At first, you’re trying, but not really. The first few months it doesn’t happen, you shrug and laugh a little. “Just gotta try a little more!” A few more months pass by, and it starts getting a little more regimented. You begin Googling ovulation cycles and “best time to get pregnant.” You become that cliché so often seen on TV sitcoms: “C’mon, honey, let’s go! It’s time.”
Several more months later. You’re glad—so glad—that you didn’t tell anyone that you were trying. When well-meaning friends or family occasionally ask, laughingly, “So, when are you guys finally going to pop one out?”, you pretend you’re too busy enjoying life as a couple—“What? We’ve got plenty of time!”—but inside, you’re crying. It’s been a year: Why isn’t this happening? When friends joyfully announce their pregnancies, you’re happy for them—you really are—but a small voice inside you just keeps repeating, “It’s not fair.”
Maybe your husband suggests getting checked out. Or maybe you go back to Google yourself and start looking. But something inside you just keeps telling you, “You can do it yourself. You don’t need help. You can do it, you just have to keep trying.”
More often than it should happen, couples find themselves in this scenario. A year, maybe two and sometimes longer passes before a couple is willing to admit that something that “is supposed to happen naturally” just isn’t happening for them.
It’s not uncommon for couples experiencing infertility to seek help years later, said Dr. Larisa Gavrilova-Jordan, an infertility specialist at Augusta University Reproductive Medicine and Infertility Associates. Especially with more couples waiting until the woman is in her 30s before trying to start a family, difficulty in achieving pregnancy is becoming more common.
“It’s not a stigma as most people these days are familiar with infertility services,” Gavrilova-Jordan said. “It’s more a matter of denial. Unlike conditions like cancer, where most people want to have aggressive treatment as soon as diagnosis is made, infertility commonly is viewed as a condition that might improve or resolve on its own.”
However, for most women, she says, struggling to have a baby negatively affects quality of life, impacts the relationship with her partner, decreases her professional productivity and commonly becomes a cause for depression.
“Seeking help early for the inability to conceive should be embraced as part of modern medicine,” Gavrilova-Jordan said. “With today’s technology and an evidence-based approach to infertility evaluation and treatment, most couples could overcome infertility in six months or sooner.”
So what does it take to overcome our natural inclination to denial, especially when it comes to infertility?
Education comes first. Go back to Google and read up on the challenges on becoming pregnant. Review the infertility resources available in your area so that you’re better prepared once you’re ready to take that step.
Next, be honest with yourself. If you’ve been trying to conceive without success and it’s starting to negatively affect you, it’s time to go ahead and make that call. “Although admitting that you have an infertility problem or need help creates anxiety on its own, there’s also the relief that comes from knowing that you’re not struggling on our own and that infertility experts are available to help you achieve your dream of motherhood,” Gavrilova-Jordan said.

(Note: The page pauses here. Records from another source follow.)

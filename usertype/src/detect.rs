//! Compile-time capability detection.
//!
//! A host type advertises script-visible capabilities through ordinary
//! traits: `PartialEq` (or [`MutEq`]) for `==`, [`Callable`] for calls,
//! `Display` for `tostring`, `&T: IntoIterator` for generic `for`, [`Length`]
//! for `#` and `Default` for the `new` factory.
//!
//! Detection uses autoref-based specialization: every capability has one
//! probe trait per priority level, all exposing the same method name, and
//! each implemented for a differently-referenced [`Probe<T>`]. Method
//! resolution picks the implementation with the fewest auto-derefs whose
//! bounds hold, so the outcome is a compile-time choice and absent
//! capabilities cost nothing at runtime. The choice only happens where `T` is
//! concrete, which is why detection is driven by the [`capabilities!`]
//! macro rather than a generic function.
//!
//! [`capabilities!`]: crate::capabilities

use std::fmt;
use std::marker::PhantomData;
use vm::{CapabilityFlags, FromArgs, IntoValue, RuntimeError, Value, VM};

/// A host type invocable from scripts.
///
/// Argument decoding happens per call through [`FromArgs`], so a single
/// signature serves every call site; mismatched counts or types surface as
/// `ArityMismatch`/`TypeMismatch`.
pub trait Callable {
    type Args: FromArgs;
    type Output: IntoValue;

    fn call(&mut self, args: Self::Args) -> Self::Output;
}

/// Equality that needs exclusive access to both operands.
///
/// Only invoked when both instances are mutable bindings; an instance bound
/// through a shared reference compares by identity instead.
pub trait MutEq {
    fn eq_mut(&mut self, other: &mut Self) -> bool;
}

/// Size query backing the `#` operator.
pub trait Length {
    fn length(&self) -> usize;
}

pub type EqFn<T> = fn(&T, &T) -> bool;
pub type EqMutFn<T> = fn(&mut T, &mut T) -> bool;
pub type CallFn<T> = fn(&mut T, &mut VM, &[Value]) -> Result<Value, RuntimeError>;
pub type ToStringFn<T> = fn(&T) -> String;
/// Produces the element at a 0-based position, or `None` past the end.
pub type IterStepFn<T> = fn(&T, &mut VM, usize) -> Result<Option<Value>, RuntimeError>;
pub type LengthFn<T> = fn(&T) -> usize;
pub type ConstructFn<T> = fn() -> T;

/// How two distinct instances of a type compare.
pub enum Equality<T> {
    /// No native comparison: only the same instance is equal.
    Identity,
    Value(EqFn<T>),
    Mutable(EqMutFn<T>),
}

impl<T> Equality<T> {
    pub fn is_native(&self) -> bool {
        !matches!(self, Equality::Identity)
    }
}

impl<T> Clone for Equality<T> {
    fn clone(&self) -> Self {
        *self
    }
}

impl<T> Copy for Equality<T> {}

impl<T> fmt::Debug for Equality<T> {
    fn fmt(&self, f: &mut fmt::Formatter<'_>) -> fmt::Result {
        f.write_str(match self {
            Equality::Identity => "Identity",
            Equality::Value(_) => "Value",
            Equality::Mutable(_) => "Mutable",
        })
    }
}

/// Everything detection found for `T`, as compile-time-resolved function
/// pointers.
pub struct CapabilitySet<T> {
    pub equality: Equality<T>,
    pub call: Option<CallFn<T>>,
    pub tostring: Option<ToStringFn<T>>,
    pub iteration: Option<IterStepFn<T>>,
    pub length: Option<LengthFn<T>>,
    pub construct: Option<ConstructFn<T>>,
}

impl<T> CapabilitySet<T> {
    pub fn flags(&self) -> CapabilityFlags {
        CapabilityFlags {
            has_equality: self.equality.is_native(),
            has_call: self.call.is_some(),
            has_stream_output: self.tostring.is_some(),
            has_begin_end: self.iteration.is_some(),
            has_size: self.length.is_some(),
            has_default: self.construct.is_some(),
        }
    }
}

impl<T> Clone for CapabilitySet<T> {
    fn clone(&self) -> Self {
        *self
    }
}

impl<T> Copy for CapabilitySet<T> {}

impl<T> fmt::Debug for CapabilitySet<T> {
    fn fmt(&self, f: &mut fmt::Formatter<'_>) -> fmt::Result {
        f.debug_struct("CapabilitySet")
            .field("equality", &self.equality)
            .field("flags", &self.flags())
            .finish()
    }
}

/// Zero-sized detection witness. See the module docs.
pub struct Probe<T>(PhantomData<fn() -> T>);

impl<T> Probe<T> {
    #[allow(clippy::new_without_default)]
    pub fn new() -> Self {
        Probe(PhantomData)
    }
}

fn call_native<T: Callable>(obj: &mut T, vm: &mut VM, args: &[Value]) -> Result<Value, RuntimeError> {
    let args = T::Args::from_args(args, vm)?;
    obj.call(args).into_value(vm)
}

fn iter_step<T>(obj: &T, vm: &mut VM, pos: usize) -> Result<Option<Value>, RuntimeError>
where
    for<'a> &'a T: IntoIterator,
    for<'a> <&'a T as IntoIterator>::Item: IntoValue,
{
    match obj.into_iter().nth(pos) {
        Some(item) => item.into_value(vm).map(Some),
        None => Ok(None),
    }
}

/// Probe traits. Brought into scope wholesale by [`capabilities!`].
///
/// [`capabilities!`]: crate::capabilities
pub mod probes {
    use super::*;

    // Equality: three levels, probed through `&&&Probe<T>`.

    pub trait ValueEqProbe {
        type Host;
        fn equality(&self) -> Equality<Self::Host>;
    }

    impl<T: PartialEq> ValueEqProbe for &&Probe<T> {
        type Host = T;
        fn equality(&self) -> Equality<T> {
            Equality::Value(<T as PartialEq>::eq)
        }
    }

    pub trait MutEqProbe {
        type Host;
        fn equality(&self) -> Equality<Self::Host>;
    }

    impl<T: MutEq> MutEqProbe for &Probe<T> {
        type Host = T;
        fn equality(&self) -> Equality<T> {
            Equality::Mutable(<T as MutEq>::eq_mut)
        }
    }

    pub trait IdentityEqProbe {
        type Host;
        fn equality(&self) -> Equality<Self::Host>;
    }

    impl<T> IdentityEqProbe for Probe<T> {
        type Host = T;
        fn equality(&self) -> Equality<T> {
            Equality::Identity
        }
    }

    // The rest: two levels, probed through `&&Probe<T>`.

    pub trait CallProbe {
        type Host;
        fn call_op(&self) -> Option<CallFn<Self::Host>>;
    }

    impl<T: Callable> CallProbe for &Probe<T> {
        type Host = T;
        fn call_op(&self) -> Option<CallFn<T>> {
            Some(call_native::<T>)
        }
    }

    pub trait NoCallProbe {
        type Host;
        fn call_op(&self) -> Option<CallFn<Self::Host>>;
    }

    impl<T> NoCallProbe for Probe<T> {
        type Host = T;
        fn call_op(&self) -> Option<CallFn<T>> {
            None
        }
    }

    pub trait DisplayProbe {
        type Host;
        fn tostring_op(&self) -> Option<ToStringFn<Self::Host>>;
    }

    impl<T: fmt::Display> DisplayProbe for &Probe<T> {
        type Host = T;
        fn tostring_op(&self) -> Option<ToStringFn<T>> {
            Some(<T as ToString>::to_string)
        }
    }

    pub trait NoDisplayProbe {
        type Host;
        fn tostring_op(&self) -> Option<ToStringFn<Self::Host>>;
    }

    impl<T> NoDisplayProbe for Probe<T> {
        type Host = T;
        fn tostring_op(&self) -> Option<ToStringFn<T>> {
            None
        }
    }

    pub trait IterProbe {
        type Host;
        fn iteration_op(&self) -> Option<IterStepFn<Self::Host>>;
    }

    impl<T> IterProbe for &Probe<T>
    where
        for<'a> &'a T: IntoIterator,
        for<'a> <&'a T as IntoIterator>::Item: IntoValue,
    {
        type Host = T;
        fn iteration_op(&self) -> Option<IterStepFn<T>> {
            Some(iter_step::<T>)
        }
    }

    pub trait NoIterProbe {
        type Host;
        fn iteration_op(&self) -> Option<IterStepFn<Self::Host>>;
    }

    impl<T> NoIterProbe for Probe<T> {
        type Host = T;
        fn iteration_op(&self) -> Option<IterStepFn<T>> {
            None
        }
    }

    pub trait LengthProbe {
        type Host;
        fn length_op(&self) -> Option<LengthFn<Self::Host>>;
    }

    impl<T: Length> LengthProbe for &Probe<T> {
        type Host = T;
        fn length_op(&self) -> Option<LengthFn<T>> {
            Some(<T as Length>::length)
        }
    }

    pub trait NoLengthProbe {
        type Host;
        fn length_op(&self) -> Option<LengthFn<Self::Host>>;
    }

    impl<T> NoLengthProbe for Probe<T> {
        type Host = T;
        fn length_op(&self) -> Option<LengthFn<T>> {
            None
        }
    }

    pub trait DefaultProbe {
        type Host;
        fn construct_op(&self) -> Option<ConstructFn<Self::Host>>;
    }

    impl<T: Default> DefaultProbe for &Probe<T> {
        type Host = T;
        fn construct_op(&self) -> Option<ConstructFn<T>> {
            Some(<T as Default>::default)
        }
    }

    pub trait NoDefaultProbe {
        type Host;
        fn construct_op(&self) -> Option<ConstructFn<Self::Host>>;
    }

    impl<T> NoDefaultProbe for Probe<T> {
        type Host = T;
        fn construct_op(&self) -> Option<ConstructFn<T>> {
            None
        }
    }
}

/// Detects the [`CapabilitySet`] of a concrete type.
///
/// ```ignore
/// let caps = usertype::capabilities!(Vec<i64>);
/// assert!(caps.flags().has_begin_end);
/// ```
#[macro_export]
macro_rules! capabilities {
    ($ty:ty) => {{
        #[allow(unused_imports)]
        use $crate::detect::probes::*;
        $crate::detect::CapabilitySet::<$ty> {
            equality: (&&&$crate::detect::Probe::<$ty>::new()).equality(),
            call: (&&$crate::detect::Probe::<$ty>::new()).call_op(),
            tostring: (&&$crate::detect::Probe::<$ty>::new()).tostring_op(),
            iteration: (&&$crate::detect::Probe::<$ty>::new()).iteration_op(),
            length: (&&$crate::detect::Probe::<$ty>::new()).length_op(),
            construct: (&&$crate::detect::Probe::<$ty>::new()).construct_op(),
        }
    }};
}

#[cfg(test)]
mod tests {
    use super::*;

    struct Opaque {
        _tag: u8,
    }

    #[derive(PartialEq, Default)]
    struct Point {
        x: i64,
        y: i64,
    }

    struct Sticky(i64);

    impl MutEq for Sticky {
        fn eq_mut(&mut self, other: &mut Self) -> bool {
            self.0 == other.0
        }
    }

    struct Adder;

    impl Callable for Adder {
        type Args = (i64, String);
        type Output = i64;

        fn call(&mut self, (n, s): (i64, String)) -> i64 {
            n + s.len() as i64
        }
    }

    struct Six;

    impl Length for Six {
        fn length(&self) -> usize {
            6
        }
    }

    impl fmt::Display for Six {
        fn fmt(&self, f: &mut fmt::Formatter<'_>) -> fmt::Result {
            write!(f, "six")
        }
    }

    #[test]
    fn opaque_types_detect_nothing() {
        let caps = capabilities!(Opaque);
        assert_eq!(caps.flags(), CapabilityFlags::default());
        assert!(matches!(caps.equality, Equality::Identity));
    }

    #[test]
    fn partial_eq_wins_value_equality() {
        let caps = capabilities!(Point);
        let Equality::Value(eq) = caps.equality else {
            panic!("expected value equality, got {:?}", caps.equality);
        };
        assert!(eq(&Point { x: 1, y: 2 }, &Point { x: 1, y: 2 }));
        assert!(!eq(&Point { x: 1, y: 2 }, &Point::default()));
        assert!(caps.flags().has_default);
    }

    #[test]
    fn mut_eq_is_detected_below_partial_eq() {
        let caps = capabilities!(Sticky);
        assert!(matches!(caps.equality, Equality::Mutable(_)));
        assert!(caps.flags().has_equality);
    }

    #[test]
    fn callable_and_length_and_display() {
        let flags = capabilities!(Adder).flags();
        assert!(flags.has_call);
        assert!(!flags.has_size);

        let caps = capabilities!(Six);
        assert_eq!(caps.length.map(|f| f(&Six)), Some(6));
        assert_eq!(caps.tostring.map(|f| f(&Six)).as_deref(), Some("six"));
        assert!(!caps.flags().has_call);
    }

    #[test]
    fn containers_of_convertible_items_iterate() {
        assert!(capabilities!(Vec<i64>).flags().has_begin_end);
        assert!(capabilities!([u8; 4]).flags().has_begin_end);
        assert!(!capabilities!(Opaque).flags().has_begin_end);
    }

    #[test]
    fn iteration_steps_by_position() {
        let caps = capabilities!(Vec<i64>);
        let step = caps.iteration.unwrap();
        let mut vm = VM::new();
        let data = vec![10, 20];
        assert_eq!(step(&data, &mut vm, 1).unwrap(), Some(Value::int(20)));
        assert_eq!(step(&data, &mut vm, 2).unwrap(), None);
    }
}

Finally, take advantage of the access to infertility care that is readily available here in the United States. For example, said Gavrilova-Jordan, under her leadership, Augusta University Health Reproductive Medicine and Infertility Associates is a regional referral center, treating patients across most of Georgia, from Vidalia to Macon to Athens, both in person and through telemedicine services. “We encourage patients to reach out for help earlier and learn about the modern methods now available to treat infertility to shorten time to conception,” Gavrilova-Jordan said.
After all, a chance of successful pregnancy is female age-related phenomenon. For women struggling with conception in their 30s—and in particular for those older than 35—the new norm should be to contact a fertility specialist for optimal family planning.